WHAT TO WORK ON:
Copy every line of the material below word for word.

==== PROVIDED DATA ====

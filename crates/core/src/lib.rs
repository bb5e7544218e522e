//! Pure domain logic shared across the gala backend.
//!
//! No I/O, no async, no database access. This crate provides:
//!
//! - Shared id and timestamp aliases ([`types`]).
//! - The domain error enum ([`error::CoreError`]).
//! - Archive container/entry validation primitives ([`archive`]).
//! - Raster format sniffing by magic bytes ([`sniff`]).
//! - File name sanitization ([`naming`]).
//! - Continuation token signing/verification ([`token`]).

pub mod archive;
pub mod error;
pub mod naming;
pub mod sniff;
pub mod token;
pub mod types;
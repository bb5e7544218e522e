use tokio_util::sync::CancellationToken;
use tracing_subscriber::{layer::SubscriberExt, util::SubscriberInitExt};

use gala_worker::{Watchdog, WatchdogConfig};

#[tokio::main]
async fn main() {
    dotenvy::dotenv().ok();

    tracing_subscriber::registry()
        .with(
            tracing_subscriber::EnvFilter::try_from_default_env()
                .unwrap_or_else(|_| "gala_worker=debug".into()),
        )
        .with(tracing_subscriber::fmt::layer())
        .init();

    let config = WatchdogConfig::from_env();
    tracing::info!(
        interval_secs = config.scan_interval_secs,
        stall_secs = config.stall_after_secs,
        api = %config.api_base_url,
        "Watchdog starting"
    );

    let database_url = std::env::var("DATABASE_URL").expect("DATABASE_URL must be set");
    let pool = gala_db::create_pool(&database_url)
        .await
        .expect("Failed to connect to database");

    let cancel = CancellationToken::new();
    let shutdown_cancel = cancel.clone();
    tokio::spawn(async move {
        if tokio::signal::ctrl_c().await.is_ok() {
            tracing::info!("Received SIGINT, stopping watchdog");
            shutdown_cancel.cancel();
        }
    });

    Watchdog::new(pool, config).run(cancel).await;
    tracing::info!("Watchdog stopped");
}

====

WRITTEN RESPONSE:
filename crates/core/src/lib.rs
repository bb5e7544218e522e
//! Pure domain logic shared across the gala backend.
//!
//! No I/O, no async, no database access. This crate provides:
//!
//! - Shared id and timestamp aliases ([`types`]).
//! - The domain error enum ([`error::CoreError`]).
//! - Archive container/entry validation primitives ([`archive`]).
//! - Raster format sniffing by magic bytes ([`sniff`]).
//! - File name sanitization ([`naming`]).
//! - Continuation token signing/verification ([`token`]).

pub mod archive;
pub mod error;
pub mod naming;
pub mod sniff;
pub mod token;
pub mod types;
repository bb5e7544218e522e
use tokio_util::sync::CancellationToken;
use tracing_subscriber::{layer::SubscriberExt, util::SubscriberInitExt};

use gala_worker::{Watchdog, WatchdogConfig};

#[tokio::main]
async fn main() {
    dotenvy::dotenv().ok();

    tracing_subscriber::registry()
        .with(
            tracing_subscriber::EnvFilter::try_from_default_env()
                .unwrap_or_else(|_| "gala_worker=debug".into()),
        )
        .with(tracing_subscriber::fmt::layer())
        .init();

    let config = WatchdogConfig::from_env();
    tracing::info!(
        interval_secs = config.scan_interval_secs,
        stall_secs = config.stall_after_secs,
        api = %config.api_base_url,
        "Watchdog starting"
    );

    let database_url = std::env::var("DATABASE_URL").expect("DATABASE_URL must be set");
    let pool = gala_db::create_pool(&database_url)
        .await
        .expect("Failed to connect to database");

    let cancel = CancellationToken::new();
    let shutdown_cancel = cancel.clone();
    tokio::spawn(async move {
        if tokio::signal::ctrl_c().await.is_ok() {
            tracing::info!("Received SIGINT, stopping watchdog");
            shutdown_cancel.cancel();
        }
    });

    Watchdog::new(pool, config).run(cancel).await;
    tracing::info!("Watchdog stopped");
}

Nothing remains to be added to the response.